Lucien Clergue présente à Arles, à l’Abbaye de Montmajour dans le cadre des Rencontres de la Photographie, qu’il a fondées il y a 40 ans, des photos de corrida et de nus superposées à des peintures, souvent religieuses. La double exposition du film n’aboutit pas à la fusion des images, comme le ferait l’informatique, mais à une image unique porteuse de ses propres émotions, références et lumières. Une photo est-elle autre chose que de la lumière projetée et le regard du photographe une manière personnelle d’éclairer le monde ?

lucienclergue701Lachutedel'ange.jpg
Lucien Clergue - La chute des anges

Lucien Clergue est myope. Très myope. Il porte de lourdes et peu esthétiques lunettes. Il y voit donc mal. Voilà pourquoi il nous aide à voir et nous dévoile.

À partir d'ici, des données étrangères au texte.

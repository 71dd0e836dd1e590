//! Body serialization utilities and frequently used headers.

use bytes::Bytes;

use crate::{Error, Result};

/// Content type for request bodies.
#[derive(Debug, Clone, Copy, PartialEq, Eq, Hash)]
pub enum ContentType {
    /// JSON content type (`application/json`).
    Json,
    /// Form URL-encoded content type (`application/x-www-form-urlencoded`).
    FormUrlEncoded,
}

impl ContentType {
    /// Get the MIME type string.
    #[must_use]
    pub const fn as_str(&self) -> &'static str {
        match self {
            Self::Json => "application/json",
            Self::FormUrlEncoded => "application/x-www-form-urlencoded",
        }
    }
}

impl std::fmt::Display for ContentType {
    fn fmt(&self, f: &mut std::fmt::Formatter<'_>) -> std::fmt::Result {
        write!(f, "{}", self.as_str())
    }
}

/// Frequently used request headers.
///
/// ```
/// use restive_core::{CommonHeader, Endpoint};
///
/// let endpoint = Endpoint::get("/users").with_header(CommonHeader::AcceptJson);
/// assert_eq!(endpoint.additional_headers().get("Accept").map(String::as_str), Some("application/json"));
/// ```
#[derive(Debug, Clone, Copy, PartialEq, Eq, Hash)]
pub enum CommonHeader {
    /// `Accept: application/json`
    AcceptJson,
    /// `Content-Type: application/x-www-form-urlencoded`
    ContentTypeForm,
    /// `Content-Type: application/json`
    ContentTypeJson,
}

impl CommonHeader {
    /// Header name.
    #[must_use]
    pub const fn name(&self) -> &'static str {
        match self {
            Self::AcceptJson => "Accept",
            Self::ContentTypeForm | Self::ContentTypeJson => "Content-Type",
        }
    }

    /// Header value.
    #[must_use]
    pub const fn value(&self) -> &'static str {
        match self {
            Self::AcceptJson | Self::ContentTypeJson => ContentType::Json.as_str(),
            Self::ContentTypeForm => ContentType::FormUrlEncoded.as_str(),
        }
    }

    /// `(name, value)` pair, owned.
    #[must_use]
    pub fn pair(&self) -> (String, String) {
        (self.name().to_string(), self.value().to_string())
    }
}

/// Serialize a value to JSON bytes.
///
/// # Example
///
/// ```
/// use restive_core::to_json;
/// use serde::Serialize;
///
/// #[derive(Serialize)]
/// struct User { name: String }
///
/// let user = User { name: "Alice".to_string() };
/// let bytes = to_json(&user).expect("serialize");
/// assert_eq!(bytes.as_ref(), br#"{"name":"Alice"}"#);
/// ```
pub fn to_json<T: serde::Serialize>(value: &T) -> Result<Bytes> {
    serde_json::to_vec(value)
        .map(Bytes::from)
        .map_err(Error::other)
}

/// Serialize a value to form URL-encoded bytes.
///
/// Uses `serde_html_form`, so `Vec<T>` fields become repeated keys
/// (e.g., `tags=a&tags=b&tags=c`).
///
/// # Example
///
/// ```
/// use restive_core::to_form;
/// use serde::Serialize;
///
/// #[derive(Serialize)]
/// struct Login { username: String, password: String }
///
/// let login = Login { username: "alice".to_string(), password: "secret".to_string() };
/// let bytes = to_form(&login).expect("serialize");
/// assert_eq!(bytes.as_ref(), b"username=alice&password=secret");
/// ```
pub fn to_form<T: serde::Serialize>(value: &T) -> Result<Bytes> {
    serde_html_form::to_string(value)
        .map(|s| Bytes::from(s.into_bytes()))
        .map_err(Error::other)
}

#[cfg(test)]
mod tests {
    use super::*;

    #[test]
    fn common_header_pairs() {
        assert_eq!(
            CommonHeader::AcceptJson.pair(),
            ("Accept".to_string(), "application/json".to_string())
        );
        assert_eq!(CommonHeader::ContentTypeJson.name(), "Content-Type");
        assert_eq!(
            CommonHeader::ContentTypeForm.value(),
            "application/x-www-form-urlencoded"
        );
    }

    #[test]
    fn to_form_rejects_scalars() {
        let err = to_form(&42_u32).expect_err("only maps and structs are form encodable");
        assert!(matches!(err, Error::Other(_)));
    }
}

Jocaste ensorcelée - Passion de St Martin.jpg
Jocaste ensorcelée                        La passion de Saint-Martin

L’invitation de Lucien Clergue, au-delà de la promenade esthétique, corporelle et fantasmatique à laquelle il nous convie avec ses photos en devient plus profonde : utiliser nos limites pour bousculer nos limites, faire de nos handicaps des atouts ou encore refuser de subir pour mieux s’approprier. Le plaisir, avec Lucien Clergue, est aussi pédagogique.

15/04/2009

Double je

L'atelier du Pont Vaillant au coeur du village de Sorèze, au pied de la Montagne noire. Une façade vitrée laisse deviner quelques peintures et dessins affichés dans l'atelier. Le passant hésite puis pousse la porte. L'accueil est aussi chaleureux que le temps est froid et humide. Au visiteur inconnu il est proposé de partager le thé en famille. Pendant que l'eau chauffe, le regard se pose sur les toiles, les dessins, les esquisses, les croquis utilisant mille techniques : huile, cire, fusain, pastels...les styles eux-mêmes sont différents. La confrontation directe avec les oeuvres de Catherine Huppey provoque les sens : douceur des peintures sur le temps qui passe, mouvement des dessins préparatoires à une série consacrée aux mythes. Mais la confrontation la plus étonnante est celle de l'artiste avec ses dessins. Calme, douce, sereine, d'une humilité naturelle confondante, Catherine Huppey présente son parcours et son travail. Au sein de  l'atelier la vie est plus lente, le temps un concept tout relatif et pourtant, ceci :

catherineHuppey.jpg
Catherine Huppey - Dans l'arène

Est-il nécessaire de préciser que Catherine Huppey n'aime pas la corrida ? Mais à découvrir le taureau entravé, on souhaiterait assister à la corrida que constitue l'acte de dessiner.
huppey57.jpg_595.jpg
Catherine Huppey - Taureau entravé

Il est souvent fait référence au "Je est un autre" de Rimbaud. Si la formule appelle différentes interprétations, (de l'impossibilité de se connaître vraiment soi-même à la nécessaire schizophrénie qui nous habite en tant qu'êtres doués de possibilités inverses) elle peut éclairer les oeuvres présentées ici. Après coup, on se demande quel recruteur aurait osé confier à Catherine Huppey en la voyant et en lui parlant la réalisation d'une série d'oeuvres consacrées à la corrida. Et une fois de plus, on constatera que recruter est bien un métier impossible.